LONDON — The U.K. will start rolling out a domestic replacement for the EU’s flagship research and development program after the summer if Brussels continues to block its association to the scheme over Brexit rows.

Science Minister George Freeman told a parliamentary committee Wednesday that the Department for Business, Energy and Industrial Strategy (BEIS) and the Treasury are finalizing discussions on how to reallocate funds set aside to pay for Horizon Europe association toward a replacement mechanism for U.K.-based scientists.

Although he said Britain’s preference remains to take part in the EU program, Freeman accused the European Commission of putting on ice their association agreement as a way to increase pressure on London over post-Brexit trade rules in Northern Ireland, and warned “time was running out.”

“The Commission has numerous ways if it feels they need to punish the U.K. as a result of the Northern Ireland protocol,” he said, referring to the part of the Brexit divorce deal designed to prevent a hard border between the region and the Republic of Ireland, which the U.K. wants to rewrite. “And my plea is please not this way, because everyone will suffer, Europe will suffer.”

Many British scientists awarded grants under Horizon Europe over the last year have had to either give up on them or find a new research institution in the EU 27 or any other associated country which could host their projects, because Britain’s association has not been concluded.

Freeman said the government would speed up work on Britain’s “plan B” over the summer while awaiting a call from Brussels.
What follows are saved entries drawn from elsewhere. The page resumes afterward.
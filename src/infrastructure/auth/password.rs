//! Password hashing utilities using Argon2, with bcrypt verification for legacy hashes

use argon2::{
    password_hash::{
        rand_core::OsRng, PasswordHash, PasswordHasher as Argon2PasswordHasher, PasswordVerifier,
        SaltString,
    },
    Argon2,
};
use std::fmt::Debug;

use crate::domain::DomainError;

/// Trait for password hashing operations
pub trait PasswordHasher: Send + Sync + Debug {
    /// Hash a password
    fn hash(&self, password: &str) -> Result<String, DomainError>;

    /// Verify a password against a hash
    fn verify(&self, password: &str, hash: &str) -> bool;
}

/// Argon2-based password hasher
///
/// New hashes are Argon2id. Verification also accepts the `$2a$`/`$2b$`/`$2y$`
/// bcrypt hashes written by earlier deployments.
#[derive(Debug, Clone, Default)]
pub struct Argon2Hasher;

impl Argon2Hasher {
    /// Create a new Argon2 hasher
    pub fn new() -> Self {
        Self
    }
}

/// Hash family of the stored credentials
///
/// Unknown-email sign-ins are checked against a throwaway hash of this family,
/// so they cost the same as a wrong password for a registered email.
#[derive(Debug, Clone, Copy, PartialEq, Eq)]
pub enum StoredHashFormat {
    Argon2,
    Bcrypt { cost: u32 },
}

impl StoredHashFormat {
    /// Hash of a random password in this format
    pub fn dummy_hash(self, hasher: &dyn PasswordHasher) -> Result<String, DomainError> {
        let throwaway = uuid::Uuid::new_v4().to_string();

        match self {
            Self::Argon2 => hasher.hash(&throwaway),
            Self::Bcrypt { cost } => bcrypt::hash(throwaway, cost)
                .map_err(|e| DomainError::internal(format!("Failed to hash password: {}", e))),
        }
    }
}

fn is_bcrypt_hash(hash: &str) -> bool {
    hash.starts_with("$2a$") || hash.starts_with("$2b$") || hash.starts_with("$2y$")
}

impl PasswordHasher for Argon2Hasher {
    fn hash(&self, password: &str) -> Result<String, DomainError> {
        let salt = SaltString::generate(&mut OsRng);
        let argon2 = Argon2::default();

        argon2
            .hash_password(password.as_bytes(), &salt)
            .map(|hash| hash.to_string())
            .map_err(|e| DomainError::internal(format!("Failed to hash password: {}", e)))
    }

    fn verify(&self, password: &str, hash: &str) -> bool {
        if is_bcrypt_hash(hash) {
            return bcrypt::verify(password, hash).unwrap_or(false);
        }

        let parsed_hash = match PasswordHash::new(hash) {
            Ok(h) => h,
            Err(_) => return false,
        };

        Argon2::default()
            .verify_password(password.as_bytes(), &parsed_hash)
            .is_ok()
    }
}
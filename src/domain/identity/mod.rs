//! Identity domain
//!
//! Accounts, roles, and the read-only repository the auth core uses to
//! reach the data store.

mod entity;
mod repository;

pub use entity::{Identity, IdentityId, Role, UnknownRole};
pub use repository::IdentityRepository;

#[cfg(test)]
pub use repository::MockIdentityRepository;
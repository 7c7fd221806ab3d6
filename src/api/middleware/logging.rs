//! Request/response logging with credential redaction

use std::time::Instant;

use axum::{
    body::Body,
    extract::MatchedPath,
    http::{HeaderMap, Request},
    middleware::Next,
    response::Response,
};
use tracing::{info, warn};

/// Log each request and its outcome.
///
/// `TraceLayer` owns the request span, so this middleware only emits events.
pub async fn logging_middleware(request: Request<Body>, next: Next) -> Response {
    let start = Instant::now();
    let method = request.method().clone();
    let path = extract_path(&request);
    let request_id = extract_request_id(request.headers());
    let headers_log = redact_headers(request.headers());

    info!(
        method = %method,
        path = %path,
        request_id = %request_id,
        headers = %headers_log,
        "Incoming request"
    );

    let response = next.run(request).await;

    let duration_ms = start.elapsed().as_millis();
    let status = response.status();

    if status.is_server_error() {
        warn!(
            method = %method,
            path = %path,
            status = status.as_u16(),
            duration_ms = %duration_ms,
            request_id = %request_id,
            "Request failed"
        );
    } else {
        info!(
            method = %method,
            path = %path,
            status = status.as_u16(),
            duration_ms = %duration_ms,
            request_id = %request_id,
            "Request completed"
        );
    }

    response
}

fn extract_path(request: &Request<Body>) -> String {
    request
        .extensions()
        .get::<MatchedPath>()
        .map(|mp| mp.as_str().to_string())
        .unwrap_or_else(|| request.uri().path().to_string())
}

fn extract_request_id(headers: &HeaderMap) -> String {
    headers
        .get("x-request-id")
        .and_then(|v| v.to_str().ok())
        .map(|s| s.to_string())
        .unwrap_or_else(|| uuid::Uuid::new_v4().to_string())
}

/// Render the loggable headers, with credentials masked
fn redact_headers(headers: &HeaderMap) -> String {
    headers
        .iter()
        .filter(|(name, _)| should_log_header(name.as_str()))
        .map(|(name, value)| {
            let value = if is_sensitive_header(name.as_str()) {
                "[REDACTED]"
            } else {
                value.to_str().unwrap_or("[invalid]")
            };
            format!("{}={}", name, value)
        })
        .collect::<Vec<_>>()
        .join(", ")
}

fn is_sensitive_header(name: &str) -> bool {
    matches!(
        name,
        "authorization" | "proxy-authorization" | "cookie" | "set-cookie"
    )
}

fn should_log_header(name: &str) -> bool {
    matches!(
        name,
        "content-type"
            | "content-length"
            | "user-agent"
            | "x-request-id"
            | "x-forwarded-for"
            | "authorization"
    )
}
//! In-memory identity repository implementation

use async_trait::async_trait;
use std::collections::HashMap;
use std::sync::Arc;
use tokio::sync::RwLock;

use crate::domain::identity::{Identity, IdentityId, IdentityRepository, Role};
use crate::domain::DomainError;

/// Both maps, guarded together
#[derive(Debug, Default)]
struct Store {
    by_id: HashMap<IdentityId, Identity>,
    /// Index for email -> identity ID lookup
    by_email: HashMap<String, IdentityId>,
}

/// In-memory implementation of IdentityRepository
#[derive(Debug, Default)]
pub struct InMemoryIdentityRepository {
    store: Arc<RwLock<Store>>,
}

impl InMemoryIdentityRepository {
    /// Create a new empty repository
    pub fn new() -> Self {
        Self::default()
    }

    /// Create a repository with initial identities
    pub fn with_identities(identities: Vec<Identity>) -> Self {
        let mut store = Store::default();

        for identity in identities {
            store.by_email.insert(identity.email().to_string(), identity.id());
            store.by_id.insert(identity.id(), identity);
        }

        Self {
            store: Arc::new(RwLock::new(store)),
        }
    }

    /// Insert or replace an identity
    pub async fn upsert(&self, identity: Identity) {
        let mut store = self.store.write().await;

        if let Some(previous) = store.by_id.get(&identity.id()) {
            let previous_email = previous.email().to_string();
            store.by_email.remove(&previous_email);
        }

        store.by_email.insert(identity.email().to_string(), identity.id());
        store.by_id.insert(identity.id(), identity);
    }
}

#[async_trait]
impl IdentityRepository for InMemoryIdentityRepository {
    async fn lookup_credential(&self, email: &str) -> Result<Option<Identity>, DomainError> {
        let store = self.store.read().await;

        Ok(store
            .by_email
            .get(email)
            .and_then(|id| store.by_id.get(id))
            .cloned())
    }

    async fn lookup_role(&self, id: IdentityId) -> Result<Option<Role>, DomainError> {
        let store = self.store.read().await;
        Ok(store.by_id.get(&id).map(|identity| identity.role()))
    }
}
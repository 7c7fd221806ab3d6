//! Identity entity and related types

use std::str::FromStr;

use serde::{Deserialize, Serialize};

/// Numeric identifier of a user row in the data store
#[derive(Debug, Clone, Copy, PartialEq, Eq, Hash, PartialOrd, Ord, Serialize, Deserialize)]
#[serde(transparent)]
pub struct IdentityId(i64);

impl IdentityId {
    pub fn new(id: i64) -> Self {
        Self(id)
    }

    pub fn value(&self) -> i64 {
        self.0
    }
}

impl From<i64> for IdentityId {
    fn from(id: i64) -> Self {
        Self(id)
    }
}

impl std::fmt::Display for IdentityId {
    fn fmt(&self, f: &mut std::fmt::Formatter<'_>) -> std::fmt::Result {
        write!(f, "{}", self.0)
    }
}

/// Role of an account on the job board
#[derive(Debug, Clone, Copy, PartialEq, Eq, Hash, Serialize, Deserialize)]
pub enum Role {
    #[serde(rename = "admin")]
    Admin,
    #[serde(rename = "employer")]
    Employer,
    #[serde(rename = "freshGrad")]
    FreshGrad,
}

impl Role {
    pub const ALL: [Role; 3] = [Role::Admin, Role::Employer, Role::FreshGrad];

    /// Wire and storage representation of the role
    pub fn as_str(&self) -> &'static str {
        match self {
            Self::Admin => "admin",
            Self::Employer => "employer",
            Self::FreshGrad => "freshGrad",
        }
    }
}

impl std::fmt::Display for Role {
    fn fmt(&self, f: &mut std::fmt::Formatter<'_>) -> std::fmt::Result {
        f.write_str(self.as_str())
    }
}

/// Error returned when a stored or submitted role name is not recognized
#[derive(Debug, Clone, PartialEq, Eq, thiserror::Error)]
#[error("Unknown role: {0}")]
pub struct UnknownRole(pub String);

impl FromStr for Role {
    type Err = UnknownRole;

    fn from_str(s: &str) -> Result<Self, Self::Err> {
        match s {
            "admin" => Ok(Self::Admin),
            "employer" => Ok(Self::Employer),
            "freshGrad" => Ok(Self::FreshGrad),
            other => Err(UnknownRole(other.to_string())),
        }
    }
}

/// A user account as the auth core sees it
///
/// Owned by the data store. The auth core only ever reads it.
#[derive(Clone)]
pub struct Identity {
    id: IdentityId,
    role: Role,
    email: String,
    password_hash: String,
    approved: bool,
    suspended: bool,
}

impl Identity {
    pub fn new(
        id: IdentityId,
        role: Role,
        email: impl Into<String>,
        password_hash: impl Into<String>,
    ) -> Self {
        Self {
            id,
            role,
            email: email.into(),
            password_hash: password_hash.into(),
            approved: false,
            suspended: false,
        }
    }

    pub fn with_approved(mut self, approved: bool) -> Self {
        self.approved = approved;
        self
    }

    pub fn with_suspended(mut self, suspended: bool) -> Self {
        self.suspended = suspended;
        self
    }

    pub fn id(&self) -> IdentityId {
        self.id
    }

    pub fn role(&self) -> Role {
        self.role
    }

    pub fn email(&self) -> &str {
        &self.email
    }

    pub fn password_hash(&self) -> &str {
        &self.password_hash
    }

    pub fn is_approved(&self) -> bool {
        self.approved
    }

    pub fn is_suspended(&self) -> bool {
        self.suspended
    }
}

impl std::fmt::Debug for Identity {
    fn fmt(&self, f: &mut std::fmt::Formatter<'_>) -> std::fmt::Result {
        f.debug_struct("Identity")
            .field("id", &self.id)
            .field("role", &self.role)
            .field("email", &self.email)
            .field("password_hash", &"[hidden]")
            .field("approved", &self.approved)
            .field("suspended", &self.suspended)
            .finish()
    }
}

#[cfg(test)]
mod tests {
    use super::*;

    #[test]
    fn test_role_round_trip_through_str() {
        for role in Role::ALL {
            assert_eq!(role.as_str().parse::<Role>().unwrap(), role);
        }
    }

    #[test]
    fn test_role_serde_uses_camel_case_fresh_grad() {
        let json = serde_json::to_string(&Role::FreshGrad).unwrap();
        assert_eq!(json, "\"freshGrad\"");

        let role: Role = serde_json::from_str("\"employer\"").unwrap();
        assert_eq!(role, Role::Employer);
    }

    #[test]
    fn test_unknown_role() {
        let err = "superuser".parse::<Role>().unwrap_err();
        assert_eq!(err.to_string(), "Unknown role: superuser");
        assert!("Admin".parse::<Role>().is_err());
    }

    #[test]
    fn test_identity_defaults() {
        let identity = Identity::new(IdentityId::new(7), Role::Employer, "a@x.com", "hash");

        assert_eq!(identity.id().value(), 7);
        assert!(!identity.is_approved());
        assert!(!identity.is_suspended());
    }

    #[test]
    fn test_identity_debug_hides_hash() {
        let identity =
            Identity::new(IdentityId::new(1), Role::Admin, "a@x.com", "$argon2id$secret");
        let debug = format!("{:?}", identity);

        assert!(!debug.contains("$argon2id$secret"));
        assert!(debug.contains("[hidden]"));
    }
}
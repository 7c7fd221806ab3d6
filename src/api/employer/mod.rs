//! Employer routes

use std::sync::Arc;

use axum::{middleware, routing::get, Router};

use crate::api::auth::current_identity;
use crate::api::middleware::{role_gate, RoleGate};
use crate::api::state::AppState;
use crate::domain::Role;
use crate::infrastructure::auth::TokenVerifier;

pub fn create_employer_router(verifier: Arc<TokenVerifier>) -> Router<AppState> {
    Router::new()
        .route("/me", get(current_identity))
        .route_layer(middleware::from_fn_with_state(
            RoleGate::only(verifier, Role::Employer),
            role_gate,
        ))
}
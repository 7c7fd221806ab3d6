//! CLI module for Fresh Grad Jobs
//!
//! - `serve`: run the HTTP API
//! - `hash-password`: print an Argon2 hash for seeding the users table

pub mod hash_password;
pub mod serve;

use clap::{Parser, Subcommand};

/// Fresh Grad Jobs API server
#[derive(Parser)]
#[command(name = "fresh-grad-jobs")]
#[command(version, about, long_about = None)]
pub struct Cli {
    #[command(subcommand)]
    pub command: Option<Command>,
}

#[derive(Subcommand)]
pub enum Command {
    /// Run the API server (default)
    Serve,

    /// Hash a password for insertion into the users table
    HashPassword(hash_password::HashPasswordArgs),
}
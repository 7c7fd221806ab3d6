use thiserror::Error;

/// Core domain errors raised by data store adapters and startup wiring
#[derive(Debug, Error)]
pub enum DomainError {
    #[error("Configuration error: {message}")]
    Configuration { message: String },

    #[error("Internal error: {message}")]
    Internal { message: String },

    #[error("Storage error: {message}")]
    Storage { message: String },
}

impl DomainError {
    pub fn configuration(message: impl Into<String>) -> Self {
        Self::Configuration {
            message: message.into(),
        }
    }

    pub fn internal(message: impl Into<String>) -> Self {
        Self::Internal {
            message: message.into(),
        }
    }

    pub fn storage(message: impl Into<String>) -> Self {
        Self::Storage {
            message: message.into(),
        }
    }
}
//! API layer - HTTP endpoints and middleware

pub mod admin;
pub mod auth;
pub mod employer;
pub mod freshgrad;
pub mod health;
pub mod middleware;
pub mod router;
pub mod state;
pub mod types;

pub use router::create_router;
pub use state::AppState;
But he said academics needed certainty, so BEIS will publish a “prospectus” before the summer recess setting out details on the U.K. domestic alternative.

This replacement scheme will, he said, be rolled out gradually and include different funding streams, with “very strong” international fellowships for individual scientists, designed to compensate for the loss of access to the European Research Council. The ERC regarded in Britain as one of the most valuable parts of Horizon Europe.

This element of the U.K.’s alternative could be launched as early as September, but the rollout of the whole domestic scheme would take about 18 months, Freeman said.